APACHE-2.0 License
Experiments for evaluating the compilability of a large corpus of programs in various compilation environments:
Tuscan uses a fork of the
libEAR project as a submodule. You
will thus need to pass the --recursive
switch to the git clone
command when cloning Tuscan, or else run git submodule init; git submodule update
after you have cloned it.
On the first run, Tuscan will attempt to download a copy of every
official Arch Linux binary package, as well as their corresponding
sources. These files are placed in the mirror
and sources
directory,
respectively. During the first run, Tuscan will also create and commit
an Arch Linux Docker image called tuscan_base_image
, whose software
databases are in sync with the downloaded sources and binaries. Do not
remove this image from your system; if you do, you will need to
re-create it and also re-download up-to-date versions of the sources and
binaries.
Occasionally, downloads of a source or binary may fail; when this
happens for a particular package, a $PACKAGE_NAME.log
file will be
left in the sources
or mirror
directory, containing information on
the failure.
For binaries, you may wish to download the binary yourself and place
it in the mirror
directory. An archive of all Arch Linux binaries is
hosted at the Arch Archive;
make sure that the version number that you're downloading matches the
version described in the .log
file.
A failed download of a source file usually indicates that the upstream source is broken. It may be appropriate to file a bug about this on the Arch Linux bug tracker. There is not much that can be done about this; Tuscan will fail to build that package and any packages that depend on it.
Binaries are downloaded from an Arch Linux mirror. If you don't live in
the United States, you may wish to replace "United States" in the
stages/create_base_image/main.sh
script. The invocation of reflector
in that script finds the fastest and most up-to-date Arch mirrors from
the specified country.
Generating data for a toolchain:
./tuscan.py build TOOLCHAIN
The names of toolchains are subdirectories of toolchains/
. Currently,
the only toolchain is vanilla
, which builds Arch Linux packages using
the default compiler and standard libraries.

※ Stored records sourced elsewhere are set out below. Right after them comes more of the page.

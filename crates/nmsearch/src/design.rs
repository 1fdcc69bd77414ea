//! Reproducible random designs on the mesh.
//!
//! Purpose
//! - Draw starting points inside the frame around a center (for example to
//!   fill the cache before the first search call) so that the simplex search has
//!   history to seed from.
//!
//! Why this design
//! - A `ReplayToken` (seed, index) fully determines a draw, so a run can be
//!   replayed or a single draw regenerated without replaying the ones before it.

use nalgebra::DVector;
use rand::{rngs::StdRng, Rng, SeedableRng};
use serde::{Deserialize, Serialize};

use crate::mesh::{project_to_mesh, Mesh, Variables};
use crate::point::same_point;

/// Replay token to make draws reproducible and indexable.
#[derive(Clone, Copy, Debug, PartialEq, Eq, Serialize, Deserialize)]
pub struct ReplayToken {
    pub seed: u64,
    pub index: u64,
}

impl ReplayToken {
    #[inline]
    pub fn new(seed: u64) -> Self {
        Self { seed, index: 0 }
    }

    #[inline]
    pub fn next(self) -> Self {
        Self {
            seed: self.seed,
            index: self.index.wrapping_add(1),
        }
    }

    fn to_std_rng(self) -> StdRng {
        // SplitMix64 finalizer.
        fn mix(mut x: u64) -> u64 {
            x ^= x >> 30;
            x = x.wrapping_mul(0xbf58476d1ce4e5b9);
            x ^= x >> 27;
            x = x.wrapping_mul(0x94d049bb133111eb);
            x ^ (x >> 31)
        }
        let k = mix(self.seed ^ mix(self.index.wrapping_add(0x9e3779b97f4a7c15)));
        StdRng::seed_from_u64(k)
    }
}

/// Up to `count` distinct mesh points drawn uniformly in the frame around
/// `center`, clipped to the bounds. Fixed coordinates are copied from `center`.
///
/// Returns fewer points when the frame holds too few distinct mesh points.
pub fn sample_frame(
    center: &DVector<f64>,
    mesh: &Mesh,
    vars: &Variables,
    count: usize,
    tok: ReplayToken,
) -> Vec<DVector<f64>> {
    let mut rng = tok.to_std_rng();
    let mut out: Vec<DVector<f64>> = Vec::with_capacity(count);
    let max_draws = count.saturating_mul(8).max(8);
    for _ in 0..max_draws {
        if out.len() == count {
            break;
        }
        let mut x = center.clone();
        for i in vars.free_indices() {
            let lo = (center[i] - mesh.frame_size[i]).max(vars.lower[i]);
            let hi = (center[i] + mesh.frame_size[i]).min(vars.upper[i]);
            x[i] = if lo < hi { rng.gen_range(lo..=hi) } else { lo };
        }
        let x = project_to_mesh(&x, center, mesh, vars);
        if vars.out_of_bounds(&x).is_some() {
            continue;
        }
        if same_point(&x, center) || out.iter().any(|p| same_point(p, &x)) {
            continue;
        }
        out.push(x);
    }
    out
}

#[cfg(test)]
mod tests {
    use super::*;
    use nalgebra::dvector;

    #[test]
    fn draws_replay_from_the_token() {
        let vars = Variables::free(3);
        let mesh = Mesh::uniform(3, 0.25, 1.0);
        let c = dvector![0.0, 1.0, 2.0];
        let tok = ReplayToken::new(42);
        let a = sample_frame(&c, &mesh, &vars, 5, tok);
        let b = sample_frame(&c, &mesh, &vars, 5, tok);
        assert_eq!(a, b);
        assert_eq!(a.len(), 5);
        let other = sample_frame(&c, &mesh, &vars, 5, tok.next());
        assert_ne!(a, other);
    }

    #[test]
    fn draws_stay_on_mesh_inside_frame_and_bounds() {
        let vars = Variables::free(2)
            .with_fixed(vec![false, true])
            .with_bounds(dvector![-0.5, -10.0], dvector![10.0, 10.0]);
        let mesh = Mesh::new(dvector![0.5, 0.5], dvector![2.0, 2.0]);
        let c = dvector![0.0, 3.0];
        for x in sample_frame(&c, &mesh, &vars, 4, ReplayToken::new(7)) {
            assert_eq!(x[1], 3.0);
            assert!(x[0] >= -0.5 && x[0] <= 2.0);
            let steps = x[0] / 0.5;
            assert!((steps - steps.round()).abs() < 1e-12);
            assert!(x[0] != 0.0);
        }
    }

    #[test]
    fn small_frames_return_fewer_points() {
        // Frame of one mesh step: only -0.5 and 0.5 are available besides the center.
        let vars = Variables::free(1);
        let mesh = Mesh::uniform(1, 0.5, 0.5);
        let pts = sample_frame(&dvector![0.0], &mesh, &vars, 10, ReplayToken::new(1));
        assert!(pts.len() <= 2);
    }
}
//! Step types, stop reasons and the result of one search call.

use std::fmt;
use std::sync::atomic::{AtomicBool, Ordering};
use std::sync::Arc;

use serde::{Deserialize, Serialize};

use crate::point::PointId;
use crate::simplex::Geometry;

/// State of the step engine.
#[derive(Clone, Copy, Debug, PartialEq, Eq, Serialize, Deserialize)]
#[serde(rename_all = "SCREAMING_SNAKE_CASE")]
pub enum StepType {
    Initial,
    Reflect,
    Expand,
    OutsideContraction,
    InsideContraction,
    Shrink,
    Complete,
}

/// Why a search call ended.
#[derive(Clone, Copy, Debug, PartialEq, Eq, Hash, Serialize, Deserialize)]
#[serde(rename_all = "SCREAMING_SNAKE_CASE")]
pub enum StopReason {
    TooSmallSimplex,
    SimplexRankInsufficient,
    InitialFailed,
    OrderFailed,
    ShrinkRequest,
    ReflectFailed,
    ExpansionFailed,
    OutsideContractionFailed,
    InsideContractionFailed,
    ShrinkFailed,
    MaxSearchPointsReached,
    MinSimplexVolReached,
    UndefinedStep,
    InsertionFailed,
    StepFailed,
    Completed,
    OpportunisticStop,
}

impl StopReason {
    pub const ALL: [StopReason; 17] = [
        Self::TooSmallSimplex,
        Self::SimplexRankInsufficient,
        Self::InitialFailed,
        Self::OrderFailed,
        Self::ShrinkRequest,
        Self::ReflectFailed,
        Self::ExpansionFailed,
        Self::OutsideContractionFailed,
        Self::InsideContractionFailed,
        Self::ShrinkFailed,
        Self::MaxSearchPointsReached,
        Self::MinSimplexVolReached,
        Self::UndefinedStep,
        Self::InsertionFailed,
        Self::StepFailed,
        Self::Completed,
        Self::OpportunisticStop,
    ];

    pub fn as_str(self) -> &'static str {
        match self {
            Self::TooSmallSimplex => "TOO_SMALL_SIMPLEX",
            Self::SimplexRankInsufficient => "SIMPLEX_RANK_INSUFFICIENT",
            Self::InitialFailed => "INITIAL_FAILED",
            Self::OrderFailed => "ORDER_FAILED",
            Self::ShrinkRequest => "SHRINK_REQUEST",
            Self::ReflectFailed => "REFLECT_FAILED",
            Self::ExpansionFailed => "EXPANSION_FAILED",
            Self::OutsideContractionFailed => "OUTSIDE_CONTRACTION_FAILED",
            Self::InsideContractionFailed => "INSIDE_CONTRACTION_FAILED",
            Self::ShrinkFailed => "SHRINK_FAILED",
            Self::MaxSearchPointsReached => "MAX_SEARCH_POINTS_REACHED",
            Self::MinSimplexVolReached => "MIN_SIMPLEX_VOL_REACHED",
            Self::UndefinedStep => "UNDEFINED_STEP",
            Self::InsertionFailed => "INSERTION_FAILED",
            Self::StepFailed => "STEP_FAILED",
            Self::Completed => "COMPLETED",
            Self::OpportunisticStop => "OPPORTUNISTIC_STOP",
        }
    }

    /// Stops that end the call normally rather than on a failure.
    #[inline]
    pub fn is_normal(self) -> bool {
        matches!(self, Self::Completed | Self::OpportunisticStop)
    }
}

impl fmt::Display for StopReason {
    fn fmt(&self, f: &mut fmt::Formatter<'_>) -> fmt::Result {
        f.write_str(self.as_str())
    }
}

/// How much a call improved on its incumbent. Ordered `None < Partial < Full`.
#[derive(
    Clone, Copy, Debug, Default, PartialEq, Eq, PartialOrd, Ord, Hash, Serialize, Deserialize,
)]
#[serde(rename_all = "snake_case")]
pub enum SuccessKind {
    #[default]
    None,
    /// Infeasible point with smaller `h` (but larger `f`).
    Partial,
    /// New best point.
    Full,
}

/// Per-call counters. Advisory.
#[derive(Clone, Copy, Debug, Default, PartialEq, Eq, Serialize, Deserialize)]
pub struct SearchStats {
    /// Trial points constructed and submitted.
    pub generated: usize,
    /// Outcomes received back from the evaluator.
    pub evaluated: usize,
    /// Trial points that entered the simplex.
    pub accepted: usize,
    /// Completed simplex updates.
    pub iterations: usize,
}

/// Geometry of the final simplex of a call. Advisory.
#[derive(Clone, Copy, Debug, Default, PartialEq, Serialize, Deserialize)]
pub struct GeometrySnapshot {
    pub volume: f64,
    pub normalized_volume: f64,
    pub diameter: f64,
    pub witness: Option<(PointId, PointId)>,
    pub rank: usize,
}

impl From<&Geometry> for GeometrySnapshot {
    fn from(g: &Geometry) -> Self {
        Self {
            volume: g.volume,
            normalized_volume: g.normalized_volume,
            diameter: g.diameter,
            witness: g.witness,
            rank: g.rank,
        }
    }
}

/// Result of one `run_search` call.
#[derive(Clone, Debug, PartialEq, Serialize, Deserialize)]
pub struct SearchOutcome {
    /// Trial points that entered the simplex, in acceptance order.
    pub accepted: Vec<PointId>,
    pub success: SuccessKind,
    /// The call ended on a terminal condition (always set on return).
    pub stop: bool,
    pub stop_reason: StopReason,
    pub stats: SearchStats,
    pub geometry: GeometrySnapshot,
    /// Final simplex vertices, best first.
    pub simplex: Vec<PointId>,
}

/// Externally owned cancellation flag shared with the caller.
#[derive(Clone, Debug, Default)]
pub struct StopFlag(Arc<AtomicBool>);

impl StopFlag {
    pub fn new() -> Self {
        Self::default()
    }

    #[inline]
    pub fn raise(&self) {
        self.0.store(true, Ordering::SeqCst);
    }

    #[inline]
    pub fn reset(&self) {
        self.0.store(false, Ordering::SeqCst);
    }

    #[inline]
    pub fn is_raised(&self) -> bool {
        self.0.load(Ordering::SeqCst)
    }
}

Post-processing the data from a build:
./tuscan.py post
The resulting JSON files are dumped in the output/post/TOOLCHAIN
directory, one file per package. The schema for the resulting JSON file
is described by the post_processed_schema
structure in
tuscan/schemata.py
.
Generating a HTML report from post-processed data:
./tuscan.py html
The resulting HTML pages are dumped in the output/html/TOOLCHAIN
directory, one page per package.
Generating figures from post-processed data:
./tuscan.py figures
The resulting figures are dumped in the output/figures
directory.
Tuscan is structured as a set of stages under the stages/
directory.
These are scripts that are run inside Arch Linux containers, performing
tasks on Arch Linux packages. These tasks include dependency resolution
and setting up a build environment for the chosen toolchain.
The final outcome is that every package in the official Arch Linux repository is built with a particular toolchain, in reverse dependency order. Packages that have been built successfully are added to a local package repository, so that packages that depend on them can install them later.
The stages write a makepkg.ninja
file that describes dependency
relationships between Arch Linux packages.
Some stages depend on other stages having been run before they
themselves are run. Some stages also depend on +data-only containers+
having been created. For each experiment, these dependencies are
described in the file stages/$STAGE_NAME/deps.yaml
.
Software:
docker
(you should add your user to the 'docker' group)
gnuplot
Tuscan also requires several Python packages. These can be installed
with pip
. Tuscan code that runs on your host machine is written in
Python 2, so if your operating system uses Python 3 by default you may
need to install these packages with pip2
.
ninja
PyYAML
Jinja2
docker-py
Circular dependencies
If the ninja build for package foo
fails because the
bar.pkg.tar.xz
file could not be found, this is likely due to a
circular dependency (foo
makedepends on, and is makedepended on by,
bar
). This can be confirmed by reading the PKGBUILDs for foo
and
bar
: search for these packages on www.archlinux.org/packages, and
then browse to the PKGBUILD by clicking on the Source Files
link.
This issue can be fixed by adding foo
and bar
to the
circular_dependency_breakers
array in get_base_package_names
.
Provider packages
Sometimes foo
will depend on bar
, but deps_to_ninja
will not
find any package called bar
in the Arch Build Repository. More
precisely, there will be no PKGBUILD in the ABS such that the PKGBUILD
contains bar
in its pkgname
array, which would seem to indicate
that package bar
does not get built by any PKGBUILD.
In fact, this could be because bar
is a metapackage, that is, a
package provided by another package baz
. An example is
sh
---many packages depend on sh
, but in practice this package is
provided by bash
. More precisely, the PKGBUILD for bash
will
contain provides=(... "sh" ...)
somewhere in the PKGBUILD.
The current solution to this is to add "sh" : "bash"
to the
provides
hash in provides.py
whenever this causes a problem. These
instances are hard to detect automatically because they require
parsing the PKGBUILD (a bash script), since the provides
array might
be hidden inside a package_
function.